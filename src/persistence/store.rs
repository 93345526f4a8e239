//! Key-value stores and the JSON envelope

use std::collections::HashMap;

use serde::de::DeserializeOwned;
use serde::{Deserialize, Serialize};
use thiserror::Error;

/// Bumped whenever a stored layout changes incompatibly
pub const ENVELOPE_VERSION: u32 = 1;

#[derive(Debug, Error)]
pub enum StorageError {
    #[error("storage unavailable: {0}")]
    Unavailable(String),
    #[error("storage write failed for {key}")]
    Write { key: String },
    #[error("bad stored json: {0}")]
    Json(#[from] serde_json::Error),
    #[error("stored version {found}, expected {expected}")]
    Version { found: u32, expected: u32 },
}

/// String key-value storage
pub trait KeyValueStore {
    fn get(&self, key: &str) -> Result<Option<String>, StorageError>;
    fn set(&mut self, key: &str, value: &str) -> Result<(), StorageError>;
    fn remove(&mut self, key: &str) -> Result<(), StorageError>;
}

/// Wrapper written around every persisted value
#[derive(Debug, Clone, PartialEq, Serialize, Deserialize)]
pub struct Envelope<T> {
    pub version: u32,
    pub data: T,
}

impl<T> Envelope<T> {
    pub fn new(data: T) -> Self {
        Self {
            version: ENVELOPE_VERSION,
            data,
        }
    }
}

/// Serialize `value` into an envelope under `key`
pub fn save_json<T: Serialize>(
    store: &mut dyn KeyValueStore,
    key: &str,
    value: &T,
) -> Result<(), StorageError> {
    let json = serde_json::to_string(&Envelope::new(value))?;
    store.set(key, &json)
}

/// Read the value stored under `key`. `Ok(None)` when nothing was saved yet.
pub fn load_json<T: DeserializeOwned>(
    store: &dyn KeyValueStore,
    key: &str,
) -> Result<Option<T>, StorageError> {
    let Some(json) = store.get(key)? else {
        return Ok(None);
    };
    let envelope: Envelope<serde_json::Value> = serde_json::from_str(&json)?;
    if envelope.version != ENVELOPE_VERSION {
        return Err(StorageError::Version {
            found: envelope.version,
            expected: ENVELOPE_VERSION,
        });
    }
    Ok(Some(serde_json::from_value(envelope.data)?))
}

/// Process-lifetime store, used on native and when LocalStorage is blocked
#[derive(Debug, Clone, Default)]
pub struct MemoryStore {
    items: HashMap<String, String>,
}

impl MemoryStore {
    pub fn len(&self) -> usize {
        self.items.len()
    }

    pub fn is_empty(&self) -> bool {
        self.items.is_empty()
    }
}

impl KeyValueStore for MemoryStore {
    fn get(&self, key: &str) -> Result<Option<String>, StorageError> {
        Ok(self.items.get(key).cloned())
    }

    fn set(&mut self, key: &str, value: &str) -> Result<(), StorageError> {
        self.items.insert(key.to_string(), value.to_string());
        Ok(())
    }

    fn remove(&mut self, key: &str) -> Result<(), StorageError> {
        self.items.remove(key);
        Ok(())
    }
}

/// Browser LocalStorage
#[cfg(target_arch = "wasm32")]
pub struct LocalStore {
    storage: web_sys::Storage,
}

#[cfg(target_arch = "wasm32")]
impl LocalStore {
    pub fn open() -> Result<Self, StorageError> {
        let window =
            web_sys::window().ok_or_else(|| StorageError::Unavailable("no window".into()))?;
        let storage = window
            .local_storage()
            .map_err(|e| StorageError::Unavailable(format!("{:?}", e)))?
            .ok_or_else(|| StorageError::Unavailable("localStorage disabled".into()))?;
        Ok(Self { storage })
    }
}

#[cfg(target_arch = "wasm32")]
impl KeyValueStore for LocalStore {
    fn get(&self, key: &str) -> Result<Option<String>, StorageError> {
        self.storage
            .get_item(key)
            .map_err(|e| StorageError::Unavailable(format!("{:?}", e)))
    }

    fn set(&mut self, key: &str, value: &str) -> Result<(), StorageError> {
        self.storage
            .set_item(key, value)
            .map_err(|_| StorageError::Write {
                key: key.to_string(),
            })
    }

    fn remove(&mut self, key: &str) -> Result<(), StorageError> {
        self.storage
            .remove_item(key)
            .map_err(|_| StorageError::Write {
                key: key.to_string(),
            })
    }
}

#[cfg(test)]
mod tests {
    use super::*;

    #[derive(Debug, PartialEq, Serialize, Deserialize)]
    struct Sample {
        name: String,
        score: u64,
    }

    #[test]
    fn test_missing_key_is_none() {
        let store = MemoryStore::default();
        let loaded: Option<Sample> = load_json(&store, "nothing").unwrap();
        assert!(loaded.is_none());
    }

    #[test]
    fn test_save_then_load() {
        let mut store = MemoryStore::default();
        let value = Sample {
            name: "door".into(),
            score: 12,
        };
        save_json(&mut store, "k", &value).unwrap();
        let raw = store.get("k").unwrap().unwrap();
        assert!(raw.contains("\"version\":1"));
        assert_eq!(load_json::<Sample>(&store, "k").unwrap(), Some(value));
    }

    #[test]
    fn test_version_mismatch_rejected() {
        let mut store = MemoryStore::default();
        store
            .set("k", r#"{"version":99,"data":{"name":"x","score":1}}"#)
            .unwrap();
        match load_json::<Sample>(&store, "k") {
            Err(StorageError::Version { found, expected }) => {
                assert_eq!(found, 99);
                assert_eq!(expected, ENVELOPE_VERSION);
            }
            other => panic!("expected version error, got {:?}", other),
        }
    }

    #[test]
    fn test_garbage_is_json_error() {
        let mut store = MemoryStore::default();
        store.set("k", "not json").unwrap();
        assert!(matches!(
            load_json::<Sample>(&store, "k"),
            Err(StorageError::Json(_))
        ));
        store.remove("k").unwrap();
        assert!(store.is_empty());
    }
}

====

◆ What you have to do ◆
Locate all lines in the listing above with the word "derive". Copy them.

◆ Result for this task ◆
#[derive(Debug, Error)]
#[derive(Debug, Clone, PartialEq, Serialize, Deserialize)]
#[derive(Debug, Clone, Default)]
    #[derive(Debug, PartialEq, Serialize, Deserialize)]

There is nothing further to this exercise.